Manque à ses obligations de diligence, d'information et de conseil et est condamné à verser à son client 40 % du préjudice qu’il a subi, l’avocat chargé de la rédaction d’un acte de financement comportant un prêt assorti, à la demande du prêteur, d'une clause prévoyant le versement d'une somme de la part de l'emprunteur sur un compte séquestre ouvert auprès d’une banque étrangère, alors qu’une partie des fonds n’a jamais été délivrée à l’emprunteur et a été détournée.

Tel est l’enseignement d’un arrêt rendu par la cour d’appel de Versailles, le 20 juillet 2018.

Escroquerie et compte séquestre

Dans cette affaire, une société française spécialisée dans la promotion immobilière poursuivait le développement d'un projet de construction d'une résidence hôtelière. Son gérant a mandaté une société française de courtage pour rechercher un investisseur prêt à financer le projet, dont le coût était estimé à 20 millions d'euros.

La société de courtage a été contactée par un fonds d'investissement ayant son siège au Liechtenstein. Ce fonds a fait une offre de financement, selon laquelle il s'engageait à mettre à sa disposition une somme de 20 millions d'euros, tout en prévoyant que la mise en place financière serait établie à travers une société inscrite au registre italien des agences financières.

La société française spécialisée dans la promotion immobilière a confié la rédaction de l'acte de financement comportant un prêt assorti, à la demande du prêteur, d'une clause prévoyant le versement d'une somme de la part de l'emprunteur sur un compte séquestre ouvert auprès d’une banque italienne. Un virement de 400 000 euros correspondant au dépôt de garantie de la première tranche de financement a bien été effectué, mais le financeur n'a par la suite jamais procédé au moindre transfert de fonds et ses dirigeants ont disparu, tandis que la somme de 400 000 euros déposée en séquestre a été retirée et transférée.

La société de promotion immobilière a déposé plainte pour escroquerie.

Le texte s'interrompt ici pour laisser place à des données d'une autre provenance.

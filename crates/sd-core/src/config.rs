//! Editor configuration: drawing defaults and color fallback.
//!
//! Built with `EditorConfig::builder()` in code, or deserialized from JSON
//! (e.g. language-server initialization options). Every path goes through
//! `validate`, so a constructed config always produces lines that parse.

use crate::color::{ColorResolver, resolve_color};
use crate::model::ColorToken;
use crate::parser::is_color_token;
use serde::{Deserialize, Serialize};
use thiserror::Error;

#[derive(Debug, Error)]
pub enum ConfigError {
    #[error("default thickness must be a finite, non-negative number (got {0})")]
    InvalidThickness(f64),
    #[error("`{field}` is not a valid color token: `{token}`")]
    MalformedColor { field: &'static str, token: String },
    #[error("fallback color `{0}` does not resolve to a color")]
    UnresolvableFallback(String),
    #[error("invalid configuration JSON: {0}")]
    Json(#[from] serde_json::Error),
}

/// Drawing defaults applied to shapes created by a gesture, and the color
/// used when a token cannot be resolved.
#[derive(Debug, Clone, PartialEq, Serialize, Deserialize)]
#[serde(default, deny_unknown_fields)]
pub struct EditorConfig {
    /// Outline thickness of newly drawn shapes.
    pub default_thickness: f64,
    /// Outline color token of newly drawn shapes.
    pub default_outline: ColorToken,
    /// Fill color token of newly drawn shapes.
    pub default_fill: ColorToken,
    /// Color rendered for unresolvable tokens. Must itself resolve.
    pub fallback_color: ColorToken,
}

impl Default for EditorConfig {
    fn default() -> Self {
        Self {
            default_thickness: 1.0,
            default_outline: ColorToken::new("black"),
            default_fill: ColorToken::new("white"),
            fallback_color: ColorToken::new("black"),
        }
    }
}

impl EditorConfig {
    pub fn builder() -> EditorConfigBuilder {
        EditorConfigBuilder::default()
    }

    /// Parse and validate a JSON object. Missing fields take their defaults.
    pub fn from_json(json: &str) -> Result<Self, ConfigError> {
        let config: EditorConfig = serde_json::from_str(json)?;
        config.validate()?;
        Ok(config)
    }

    /// Same as `from_json`, for an already-decoded JSON value.
    pub fn from_value(value: serde_json::Value) -> Result<Self, ConfigError> {
        let config: EditorConfig = serde_json::from_value(value)?;
        config.validate()?;
        Ok(config)
    }

    pub fn validate(&self) -> Result<(), ConfigError> {
        if !self.default_thickness.is_finite() || self.default_thickness < 0.0 {
            return Err(ConfigError::InvalidThickness(self.default_thickness));
        }
        for (field, token) in [
            ("default_outline", &self.default_outline),
            ("default_fill", &self.default_fill),
            ("fallback_color", &self.fallback_color),
        ] {
            if !is_color_token(token.as_str()) {
                return Err(ConfigError::MalformedColor {
                    field,
                    token: token.to_string(),
                });
            }
        }
        if resolve_color(self.fallback_color.as_str()).is_none() {
            return Err(ConfigError::UnresolvableFallback(
                self.fallback_color.to_string(),
            ));
        }
        Ok(())
    }

    /// Resolver using the configured fallback.
    pub fn resolver(&self) -> ColorResolver {
        let default = ColorResolver::default();
        let fallback = resolve_color(self.fallback_color.as_str()).unwrap_or(default.fallback);
        ColorResolver::new(fallback)
    }
}

/// Builder for `EditorConfig`.
#[derive(Debug, Clone, Default)]
pub struct EditorConfigBuilder {
    config: EditorConfig,
}

impl EditorConfigBuilder {
    pub fn thickness(mut self, thickness: f64) -> Self {
        self.config.default_thickness = thickness;
        self
    }

    pub fn outline(mut self, token: impl Into<ColorToken>) -> Self {
        self.config.default_outline = token.into();
        self
    }

    pub fn fill(mut self, token: impl Into<ColorToken>) -> Self {
        self.config.default_fill = token.into();
        self
    }

    pub fn fallback(mut self, token: impl Into<ColorToken>) -> Self {
        self.config.fallback_color = token.into();
        self
    }

    pub fn build(self) -> Result<EditorConfig, ConfigError> {
        self.config.validate()?;
        Ok(self.config)
    }
}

Parallèlement, la responsabilité professionnelle de l’avocat a été recherchée.

Responsabilité de l'avocat

La cour d'appel juge qu'en ne s'assurant pas, préalablement à l'établissement de l'acte de prêt, de la capacité de l’interlocuteur de la société de promotion immobilière à représenter la société prêteuse, l'avocat a manqué à son obligation de diligence propre à assurer l'efficacité de l'acte rédigé par ses soins.

L'avocat a également manqué à ses obligations, en ayant mis en œuvre un mécanisme défectueux ne protégeant pas les intérêts de son client, alors que le premier but poursuivi était que ce dernier ne perde pas les fonds déposés ; et que l'imperfection du mécanisme était d'autant plus évidente que la banque séquestre n'était pas partie au contrat, et que son rôle crucial aurait pleinement justifié son intervention à l'acte.

De plus, la cour relève que le montant du financement demandé était particulièrement élevé, ce qui aurait dû inciter l’avocat à une obligation de vigilance, d'information et de conseil accrue en termes de protection des intérêts de sa cliente. En réalité, les risques étaient si réels que l’avocat aurait dû déconseiller à sa cliente de conclure le contrat aux conditions imposées par le cocontractant et qu'il ne suffit pas d'avoir évoqué l'insertion « d'un paragraphe pourri » demandé par ce dernier pour justifier avoir rempli son obligation.